825 years since Helston’s first Charter

Museum Research

825 years since Helston’s first Charter

A wooden carved plaque of the Helston Borough Seal carved by donor Mr Quennell, on display in our Civic History bay.

Know ye that we have granted and by our present charter have confirmed that our borough of Helston be a free borough, and that our burgesses of the same town have a gild merchant, and quittance throughout our whole land from toll, pontage, passage, stallage, lastage, and soilage, saving, in all things, the liberties of the city of London.

We grant also to them that they not be compelled to plead, except within their own borough, of matters or tenements belonging to their town, except in pleas belonging to our Crown, and in pleas concerning lands outside the borough.

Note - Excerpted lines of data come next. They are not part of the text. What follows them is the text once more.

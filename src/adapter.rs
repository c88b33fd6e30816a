//! Conversational adapter: sparse profile to applicant record

use crate::types::record::ApplicantRecord;
use serde::{Deserialize, Serialize};

/// Federative unit to macro-region
const REGIONS: [(&str, &str); 27] = [
    ("AC", "NORTE"),
    ("AP", "NORTE"),
    ("AM", "NORTE"),
    ("PA", "NORTE"),
    ("RO", "NORTE"),
    ("RR", "NORTE"),
    ("TO", "NORTE"),
    ("AL", "NORDESTE"),
    ("BA", "NORDESTE"),
    ("CE", "NORDESTE"),
    ("MA", "NORDESTE"),
    ("PB", "NORDESTE"),
    ("PE", "NORDESTE"),
    ("PI", "NORDESTE"),
    ("RN", "NORDESTE"),
    ("SE", "NORDESTE"),
    ("DF", "CENTRO-OESTE"),
    ("GO", "CENTRO-OESTE"),
    ("MT", "CENTRO-OESTE"),
    ("MS", "CENTRO-OESTE"),
    ("ES", "SUDESTE"),
    ("MG", "SUDESTE"),
    ("RJ", "SUDESTE"),
    ("SP", "SUDESTE"),
    ("PR", "SUL"),
    ("RS", "SUL"),
    ("SC", "SUL"),
];

/// Profile gathered by a conversational client. Every field is optional.
#[derive(Debug, Clone, Default, PartialEq, Serialize, Deserialize)]
pub struct ConversationalProfile {
    #[serde(default, alias = "idade")]
    pub age: Option<i32>,
    #[serde(default, alias = "sexo")]
    pub sex: Option<String>,
    #[serde(default, alias = "raca")]
    pub race: Option<String>,
    /// Person with disability
    #[serde(default, alias = "pcd")]
    pub disability: Option<bool>,
    #[serde(default, alias = "uf")]
    pub state: Option<String>,
    #[serde(default, alias = "municipio")]
    pub municipality: Option<String>,
    #[serde(default, alias = "curso")]
    pub course: Option<String>,
    #[serde(default, alias = "turno")]
    pub shift: Option<String>,
    #[serde(default, alias = "modalidade")]
    pub modality: Option<String>,
}

impl ConversationalProfile {
    /// Expand into a full applicant record for `reference_year`.
    ///
    /// Birth date becomes January 1st of `reference_year - age`, so the
    /// derived age equals the stated one. An age that overflows the year
    /// arithmetic leaves the birth date missing.
    pub fn to_applicant_record(&self, reference_year: i32) -> ApplicantRecord {
        ApplicantRecord {
            grant_year: Some(reference_year),
            sex: self.sex.clone(),
            race: self.race.clone(),
            birth_date: self
                .age
                .and_then(|age| reference_year.checked_sub(age))
                .map(|year| format!("{:04}-01-01", year)),
            disability: self
                .disability
                .map(|flag| if flag { "S" } else { "N" }.to_string()),
            region: infer_region(self.state.as_deref()).map(str::to_string),
            state: self.state.clone(),
            municipality: self.municipality.clone(),
            modality: self.modality.clone(),
            course: self.course.clone(),
            shift: self.shift.clone(),
            scholarship_type: None,
        }
    }
}

/// Macro-region of a state code. Unknown or absent codes yield `None`.
pub fn infer_region(state: Option<&str>) -> Option<&'static str> {
    let code = state?.trim().to_uppercase();
    REGIONS
        .iter()
        .find(|(uf, _)| *uf == code)
        .map(|(_, region)| *region)
}

#[cfg(test)]
mod tests {
    use super::*;

    #[test]
    fn test_infer_region() {
        assert_eq!(infer_region(Some("SP")), Some("SUDESTE"));
        assert_eq!(infer_region(Some(" rs ")), Some("SUL"));
        assert_eq!(infer_region(Some("DF")), Some("CENTRO-OESTE"));
        assert_eq!(infer_region(Some("ZZ")), None);
        assert_eq!(infer_region(Some("")), None);
        assert_eq!(infer_region(None), None);
    }

    #[test]
    fn test_every_state_is_mapped_once() {
        let mut codes: Vec<&str> = REGIONS.iter().map(|(uf, _)| *uf).collect();
        codes.sort_unstable();
        codes.dedup();
        assert_eq!(codes.len(), 27);
    }

    #[test]
    fn test_disability_tokens() {
        let mut profile = ConversationalProfile {
            disability: Some(true),
            ..Default::default()
        };
        assert_eq!(profile.to_applicant_record(2020).disability.as_deref(), Some("S"));
        profile.disability = Some(false);
        assert_eq!(profile.to_applicant_record(2020).disability.as_deref(), Some("N"));
        profile.disability = None;
        assert_eq!(profile.to_applicant_record(2020).disability, None);
    }

    #[test]
    fn test_record_from_short_field_names() {
        let profile: ConversationalProfile = serde_json::from_str(
            r#"{"idade": 22, "sexo": "F", "raca": "Parda", "pcd": false, "uf": "SP",
                "curso": "Medicina", "turno": "Integral"}"#,
        )
        .unwrap();
        let record = profile.to_applicant_record(2020);

        assert_eq!(record.grant_year, Some(2020));
        assert_eq!(record.birth_date.as_deref(), Some("1998-01-01"));
        assert_eq!(record.region.as_deref(), Some("SUDESTE"));
        assert_eq!(record.state.as_deref(), Some("SP"));
        assert_eq!(record.course.as_deref(), Some("Medicina"));
        assert_eq!(record.municipality, None);
        assert_eq!(record.modality, None);
    }

    #[test]
    fn test_age_round_trips_through_birth_date() {
        let profile = ConversationalProfile {
            age: Some(35),
            ..Default::default()
        };
        let record = profile.to_applicant_record(2020);
        let age = crate::preprocessing::age::derive_age(record.grant_year, record.birth_date.as_deref());
        assert_eq!(age, Some(35));
    }

    #[test]
    fn test_extreme_ages_leave_birth_date_missing() {
        let mut profile = ConversationalProfile {
            age: Some(i32::MIN),
            state: Some("SP".to_string()),
            ..Default::default()
        };
        let record = profile.to_applicant_record(2020);
        assert_eq!(record.birth_date, None);
        assert_eq!(record.region.as_deref(), Some("SUDESTE"));

        // representable but implausible: dropped by the age deriver
        profile.age = Some(i32::MAX);
        let record = profile.to_applicant_record(2020);
        let age = crate::preprocessing::age::derive_age(record.grant_year, record.birth_date.as_deref());
        assert_eq!(age, None);
    }
}
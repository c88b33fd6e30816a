//! Award Prediction Service - Main Entry Point
//!
//! Loads the model bundle, reads JSON-lines requests from stdin and writes
//! one JSON-lines response per request to stdout. Requests are processed in
//! parallel, bounded by `serving.workers`.

use anyhow::{Context, Result};
use prouni_award_pipeline::{
    config::{AppConfig, LoggingConfig},
    metrics::{MetricsReporter, PredictionMetrics},
    models::inference::InferenceEngine,
    serving::handle_raw_line,
};
use std::sync::Arc;
use tokio::io::{AsyncBufReadExt, BufReader};
use tokio::sync::Semaphore;
use tracing::{error, info};
use tracing_subscriber::EnvFilter;

fn init_tracing(logging: &LoggingConfig) -> Result<()> {
    let filter = EnvFilter::from_default_env()
        .add_directive(format!("prouni_award_pipeline={}", logging.level).parse()?);

    // stdout carries responses, logs go to stderr
    let builder = tracing_subscriber::fmt()
        .with_env_filter(filter)
        .with_writer(std::io::stderr);

    if logging.format == "json" {
        builder.json().init();
    } else {
        builder.init();
    }
    Ok(())
}

#[tokio::main]
async fn main() -> Result<()> {
    let config = AppConfig::load()?;
    init_tracing(&config.logging)?;

    info!("Starting Award Prediction Service");
    info!(
        model_path = %config.model.path.display(),
        reference_year = config.model.reference_year,
        workers = config.serving.workers,
        "Configuration loaded"
    );

    let mut engine = InferenceEngine::new(&config);
    if !engine.model_exists() {
        anyhow::bail!(
            "Model bundle not found at {}. Train one first: train <data.csv> {}",
            engine.model_path().display(),
            engine.model_path().display()
        );
    }
    engine
        .load()
        .with_context(|| format!("Failed to load model from {}", engine.model_path().display()))?;

    if let Some(model) = engine.model_info() {
        info!(
            classes = ?model.classes,
            features = model.feature_columns.len(),
            trained_at = %model.metadata.trained_at,
            "Inference engine initialized"
        );
    }

    let engine = Arc::new(engine);
    let metrics = Arc::new(PredictionMetrics::new());

    if config.serving.report_interval_secs > 0 {
        let reporter = MetricsReporter::new(metrics.clone(), config.serving.report_interval_secs);
        tokio::spawn(reporter.start());
    }

    let workers = config.serving.workers.max(1);
    let semaphore = Arc::new(Semaphore::new(workers));
    // raw segments; undecodable lines are answered per line
    let mut lines = BufReader::new(tokio::io::stdin()).split(b'\n');
    let mut line_no = 0usize;

    info!(workers = workers, "Reading requests from stdin");

    while let Some(line) = lines.next_segment().await? {
        line_no += 1;
        let permit = semaphore.clone().acquire_owned().await?;

        let engine = engine.clone();
        let metrics = metrics.clone();

        tokio::spawn(async move {
            if let Some(response) = handle_raw_line(&engine, &metrics, line_no, &line) {
                match serde_json::to_string(&response) {
                    Ok(json) => println!("{}", json),
                    Err(e) => error!(line = line_no, error = %e, "Failed to encode response"),
                }
            }
            drop(permit);
        });
    }

    // Wait for in-flight requests
    let _all = semaphore.acquire_many(workers as u32).await?;

    info!(requests = line_no, "Input closed, shutting down");
    metrics.print_summary();

    Ok(())
}
//! Historical CSV ingestion (`;`-delimited, utf-8 with utf-8-sig fallback)

use crate::error::{PipelineError, Result};
use crate::preprocessing::cleaner::{basic_clean, RawTable};
use crate::types::record::ApplicantRecord;
use std::path::Path;
use tracing::{info, warn};

pub const DELIMITER: u8 = b';';

const UTF8_BOM: &[u8] = &[0xEF, 0xBB, 0xBF];

/// Encodings tried in order when decoding a CSV export
#[derive(Debug, Clone, Copy, PartialEq, Eq)]
pub enum SourceEncoding {
    /// Plain utf-8; a leading byte-order mark is rejected
    Utf8,
    /// utf-8 with an optional byte-order mark
    Utf8Sig,
}

impl SourceEncoding {
    pub const FALLBACK_ORDER: [SourceEncoding; 2] = [SourceEncoding::Utf8, SourceEncoding::Utf8Sig];

    pub fn name(&self) -> &'static str {
        match self {
            SourceEncoding::Utf8 => "utf-8",
            SourceEncoding::Utf8Sig => "utf-8-sig",
        }
    }

    fn decode<'a>(&self, bytes: &'a [u8]) -> std::result::Result<&'a str, String> {
        match self {
            SourceEncoding::Utf8 => {
                if bytes.starts_with(UTF8_BOM) {
                    return Err("unexpected byte-order mark".to_string());
                }
                std::str::from_utf8(bytes).map_err(|e| e.to_string())
            }
            SourceEncoding::Utf8Sig => {
                let body = bytes.strip_prefix(UTF8_BOM).unwrap_or(bytes);
                std::str::from_utf8(body).map_err(|e| e.to_string())
            }
        }
    }
}

/// Decode raw bytes with the fallback chain, returning the encoding used.
pub fn decode_with_fallback(bytes: &[u8]) -> Result<(&str, SourceEncoding)> {
    let mut last_error = String::new();
    for encoding in SourceEncoding::FALLBACK_ORDER {
        match encoding.decode(bytes) {
            Ok(text) => return Ok((text, encoding)),
            Err(e) => {
                warn!(
                    encoding = encoding.name(),
                    error = %e,
                    "Failed to decode CSV, trying next encoding"
                );
                last_error = format!("{}: {}", encoding.name(), e);
            }
        }
    }
    Err(PipelineError::Encoding(last_error))
}

/// Parse `;`-delimited CSV bytes into a raw table.
pub fn parse_csv(bytes: &[u8]) -> Result<RawTable> {
    let (text, encoding) = decode_with_fallback(bytes)?;

    let mut reader = csv::ReaderBuilder::new()
        .delimiter(DELIMITER)
        .has_headers(true)
        .flexible(true)
        .from_reader(text.as_bytes());

    let headers: Vec<String> = reader.headers()?.iter().map(|h| h.to_string()).collect();
    let rows = reader
        .records()
        .map(|record| record.map(|r| r.iter().map(|c| c.to_string()).collect()))
        .collect::<std::result::Result<Vec<Vec<String>>, csv::Error>>()?;

    info!(
        encoding = encoding.name(),
        columns = headers.len(),
        rows = rows.len(),
        "CSV parsed"
    );

    Ok(RawTable::new(headers, rows))
}

/// Read a CSV file from disk into a raw table.
pub fn read_applicant_csv<P: AsRef<Path>>(path: P) -> Result<RawTable> {
    let path = path.as_ref();
    info!(path = %path.display(), "Reading applicant CSV");
    let bytes = std::fs::read(path)?;
    parse_csv(&bytes)
}

/// Read and clean a training CSV. Fails on schema errors.
pub fn load_training_records<P: AsRef<Path>>(path: P) -> Result<Vec<ApplicantRecord>> {
    let table = read_applicant_csv(path)?;
    basic_clean(&table)
}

1977.1276: The Mayor of Helston (Ald. W. Reed Johns) and the Town Clerk leaving the Guildhall for a civic service of Thanksgiving at St. Michael’s Church accompanied by the Mayors of Cornish towns, on the occasion of the 750th Anniversary of the granting of the Charter by King John on April 15th, 1201.
1977.2370.1: A sketch of ‘Helston, a Cnnage (Coinage) Towne’. A postcard of same image reads “from a chart of 1545 in the British Museum”.
1977.1922- an impression of the seal of the Lord Warden of the Stannaries, Prince Henry Frederick, the son of James I, Duke of Cornwall 1602 – 1612. Also known as the Sheriff of Cornwall.